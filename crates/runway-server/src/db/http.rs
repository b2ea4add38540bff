use async_trait::async_trait;
use reqwest::{Client, Response, Url};
use serde::{Deserialize, Serialize};
use serde_json::json;

use runway_core::{CellValue, SheetKind, SheetRange};

use super::backend::{BackendError, SheetBackend};

/// Spreadsheet REST client (Sheets v4 request shapes).
///
/// Authentication is a bearer token obtained elsewhere.
pub struct HttpSheets {
    client: Client,
    api_base: String,
    spreadsheet_id: String,
    access_token: String,
}

#[derive(Debug, Deserialize)]
struct ValueRange {
    #[serde(default)]
    values: Vec<Vec<CellValue>>,
}

#[derive(Debug, Serialize)]
#[serde(rename_all = "camelCase")]
struct ValueRangeBody<'a> {
    range: &'a str,
    major_dimension: &'static str,
    values: &'a [Vec<CellValue>],
}

#[derive(Debug, Deserialize)]
struct Spreadsheet {
    #[serde(default)]
    sheets: Vec<SheetEntry>,
}

#[derive(Debug, Deserialize)]
struct SheetEntry {
    properties: SheetProperties,
}

#[derive(Debug, Deserialize)]
#[serde(rename_all = "camelCase")]
struct SheetProperties {
    sheet_id: i64,
    title: String,
}

impl HttpSheets {
    pub fn new(
        api_base: impl Into<String>,
        spreadsheet_id: impl Into<String>,
        access_token: impl Into<String>,
    ) -> Self {
        Self {
            client: Client::new(),
            api_base: api_base.into(),
            spreadsheet_id: spreadsheet_id.into(),
            access_token: access_token.into(),
        }
    }

    /// `{base}/{spreadsheet}{suffix}/{tail...}` with each segment percent-encoded
    fn endpoint(&self, suffix: &str, tail: &[&str]) -> Result<Url, BackendError> {
        let mut url = Url::parse(&self.api_base)
            .map_err(|e| BackendError::InvalidUrl(format!("{}: {e}", self.api_base)))?;
        {
            let mut segments = url
                .path_segments_mut()
                .map_err(|_| BackendError::InvalidUrl(self.api_base.clone()))?;
            segments.pop_if_empty();
            segments.push(&format!("{}{suffix}", self.spreadsheet_id));
            segments.extend(tail);
        }
        Ok(url)
    }

    async fn check(response: Response) -> Result<Response, BackendError> {
        let status = response.status();
        if status.is_success() {
            return Ok(response);
        }
        let body = response.text().await.unwrap_or_default();
        Err(BackendError::Status {
            status: status.as_u16(),
            body,
        })
    }
}

#[async_trait]
impl SheetBackend for HttpSheets {
    async fn read_range(&self, range: &SheetRange) -> Result<Vec<Vec<CellValue>>, BackendError> {
        let a1 = range.to_a1()?;
        let url = self.endpoint("", &["values", &a1])?;
        tracing::debug!(range = %a1, "reading range");

        let response = self
            .client
            .get(url)
            .bearer_auth(&self.access_token)
            .query(&[("valueRenderOption", "UNFORMATTED_VALUE")])
            .send()
            .await?;
        let body: ValueRange = Self::check(response).await?.json().await?;
        Ok(body.values)
    }

    async fn write_range(
        &self,
        range: &SheetRange,
        values: Vec<Vec<CellValue>>,
    ) -> Result<(), BackendError> {
        let a1 = range.to_a1()?;
        let url = self.endpoint("", &["values", &a1])?;
        tracing::debug!(range = %a1, rows = values.len(), "writing range");

        let body = ValueRangeBody {
            range: &a1,
            major_dimension: "ROWS",
            values: &values,
        };
        let response = self
            .client
            .put(url)
            .bearer_auth(&self.access_token)
            .query(&[("valueInputOption", "RAW")])
            .json(&body)
            .send()
            .await?;
        Self::check(response).await?;
        Ok(())
    }

    async fn append_row(
        &self,
        sheet: SheetKind,
        values: Vec<CellValue>,
    ) -> Result<(), BackendError> {
        let target = format!("{}:append", sheet.sheet_name());
        let url = self.endpoint("", &["values", &target])?;
        tracing::debug!(sheet = %sheet, cells = values.len(), "appending row");

        let response = self
            .client
            .post(url)
            .bearer_auth(&self.access_token)
            .query(&[("valueInputOption", "RAW"), ("insertDataOption", "INSERT_ROWS")])
            .json(&json!({ "values": [values] }))
            .send()
            .await?;
        Self::check(response).await?;
        Ok(())
    }

    async fn sheet_id(&self, sheet: SheetKind) -> Result<i64, BackendError> {
        let url = self.endpoint("", &[])?;
        let response = self
            .client
            .get(url)
            .bearer_auth(&self.access_token)
            .query(&[("fields", "sheets.properties")])
            .send()
            .await?;
        let body: Spreadsheet = Self::check(response).await?.json().await?;

        body.sheets
            .into_iter()
            .map(|entry| entry.properties)
            .find(|props| props.title == sheet.sheet_name())
            .map(|props| props.sheet_id)
            .ok_or_else(|| BackendError::UnknownSheet(sheet.sheet_name().to_string()))
    }

    async fn delete_rows(
        &self,
        sheet_id: i64,
        start: usize,
        end: usize,
    ) -> Result<(), BackendError> {
        let url = self.endpoint(":batchUpdate", &[])?;
        tracing::debug!(sheet_id, start, end, "deleting rows");

        let body = json!({
            "requests": [{
                "deleteDimension": {
                    "range": {
                        "sheetId": sheet_id,
                        "dimension": "ROWS",
                        "startIndex": start,
                        "endIndex": end,
                    }
                }
            }]
        });
        let response = self
            .client
            .post(url)
            .bearer_auth(&self.access_token)
            .json(&body)
            .send()
            .await?;
        Self::check(response).await?;
        Ok(())
    }
}

#[cfg(test)]
mod tests {
    use super::*;
    use axum::{
        body::Bytes,
        http::{HeaderMap, Method, StatusCode, Uri},
        Json, Router,
    };
    use runway_core::CellRange;
    use serde_json::Value;
    use std::sync::{Arc, Mutex};

    #[derive(Debug, Clone)]
    struct Captured {
        method: Method,
        uri: Uri,
        auth: Option<String>,
        body: Bytes,
    }

    impl Captured {
        fn json(&self) -> Value {
            serde_json::from_slice(&self.body).unwrap()
        }
    }

    /// Serve `reply` with `status` for every request and record what arrives
    async fn stub(status: StatusCode, reply: Value) -> (HttpSheets, Arc<Mutex<Vec<Captured>>>) {
        let seen = Arc::new(Mutex::new(Vec::new()));
        let log = seen.clone();
        let app = Router::new().fallback(
            move |method: Method, uri: Uri, headers: HeaderMap, body: Bytes| {
                let log = log.clone();
                let reply = reply.clone();
                async move {
                    let auth = headers
                        .get("authorization")
                        .and_then(|v| v.to_str().ok())
                        .map(str::to_string);
                    log.lock().unwrap().push(Captured {
                        method,
                        uri,
                        auth,
                        body,
                    });
                    (status, Json(reply))
                }
            },
        );

        let listener = tokio::net::TcpListener::bind("127.0.0.1:0").await.unwrap();
        let addr = listener.local_addr().unwrap();
        tokio::spawn(async move {
            axum::serve(listener, app).await.unwrap();
        });

        let base = format!("http://{addr}/v4/spreadsheets");
        (HttpSheets::new(base, "abc123", "token"), seen)
    }

    fn last(seen: &Arc<Mutex<Vec<Captured>>>) -> Captured {
        seen.lock().unwrap().last().cloned().unwrap()
    }

    #[tokio::test]
    async fn test_error_status_is_transport_error() {
        let (sheets, _) = stub(StatusCode::INTERNAL_SERVER_ERROR, json!({ "error": "boom" })).await;

        let err = sheets
            .read_range(&SheetRange::sheet(SheetKind::Inputs))
            .await
            .unwrap_err();
        match err {
            BackendError::Status { status, body } => {
                assert_eq!(status, 500);
                assert!(body.contains("boom"));
            }
            other => panic!("expected status error, got {other:?}"),
        }

        let err = sheets.delete_rows(1, 1, 2).await.unwrap_err();
        assert!(matches!(err, BackendError::Status { status: 500, .. }));
    }

    #[tokio::test]
    async fn test_read_requests_unformatted_values() {
        let reply = json!({ "range": "Inputs", "values": [["name"], ["Retail", 7]] });
        let (sheets, seen) = stub(StatusCode::OK, reply).await;

        let rows = sheets
            .read_range(&SheetRange::sheet(SheetKind::Inputs))
            .await
            .unwrap();
        assert_eq!(
            rows,
            vec![
                vec![CellValue::from("name")],
                vec![CellValue::from("Retail"), CellValue::Number(7.0)],
            ]
        );

        let request = last(&seen);
        assert_eq!(request.method, Method::GET);
        assert_eq!(request.uri.path(), "/v4/spreadsheets/abc123/values/Inputs");
        assert_eq!(request.uri.query(), Some("valueRenderOption=UNFORMATTED_VALUE"));
        assert_eq!(request.auth.as_deref(), Some("Bearer token"));
    }

    #[tokio::test]
    async fn test_append_sends_raw_row() {
        let (sheets, seen) = stub(StatusCode::OK, json!({})).await;

        sheets
            .append_row(
                SheetKind::Models,
                vec![CellValue::from("Base"), CellValue::Number(10.0)],
            )
            .await
            .unwrap();

        let request = last(&seen);
        assert_eq!(request.method, Method::POST);
        assert_eq!(request.uri.path(), "/v4/spreadsheets/abc123/values/Models:append");
        let query = request.uri.query().unwrap_or_default();
        assert!(query.contains("valueInputOption=RAW"));
        assert!(query.contains("insertDataOption=INSERT_ROWS"));
        assert_eq!(request.json(), json!({ "values": [["Base", 10.0]] }));
    }

    #[tokio::test]
    async fn test_delete_removes_exactly_one_row() {
        let (sheets, seen) = stub(StatusCode::OK, json!({})).await;

        sheets.delete_rows(1001, 3, 4).await.unwrap();

        let request = last(&seen);
        assert_eq!(request.method, Method::POST);
        assert_eq!(request.uri.path(), "/v4/spreadsheets/abc123:batchUpdate");
        assert_eq!(
            request.json()["requests"][0]["deleteDimension"]["range"],
            json!({
                "sheetId": 1001,
                "dimension": "ROWS",
                "startIndex": 3,
                "endIndex": 4,
            })
        );
    }

    fn client() -> HttpSheets {
        HttpSheets::new("https://sheets.example.com/v4/spreadsheets/", "abc123", "token")
    }

    #[test]
    fn test_value_endpoints() {
        let sheets = client();
        let a1 = SheetRange::cells(SheetKind::Inputs, CellRange::row_span(2, 9, 2))
            .to_a1()
            .unwrap();
        let url = sheets.endpoint("", &["values", &a1]).unwrap();
        assert_eq!(
            url.as_str(),
            "https://sheets.example.com/v4/spreadsheets/abc123/values/Inputs!J3:K3"
        );

        let url = sheets.endpoint("", &["values", "Models:append"]).unwrap();
        assert_eq!(
            url.as_str(),
            "https://sheets.example.com/v4/spreadsheets/abc123/values/Models:append"
        );
    }

    #[test]
    fn test_batch_update_endpoint() {
        let url = client().endpoint(":batchUpdate", &[]).unwrap();
        assert_eq!(
            url.as_str(),
            "https://sheets.example.com/v4/spreadsheets/abc123:batchUpdate"
        );
    }

    #[test]
    fn test_value_range_without_values() {
        let body: ValueRange = serde_json::from_str(r#"{"range":"Curves!A1:Z1000"}"#).unwrap();
        assert!(body.values.is_empty());
    }
}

+ + + +

From the records above, pull every line that has the string "push" and copy it.

            segments.push(&format!("{}{suffix}", self.spreadsheet_id));
                    log.lock().unwrap().push(Captured {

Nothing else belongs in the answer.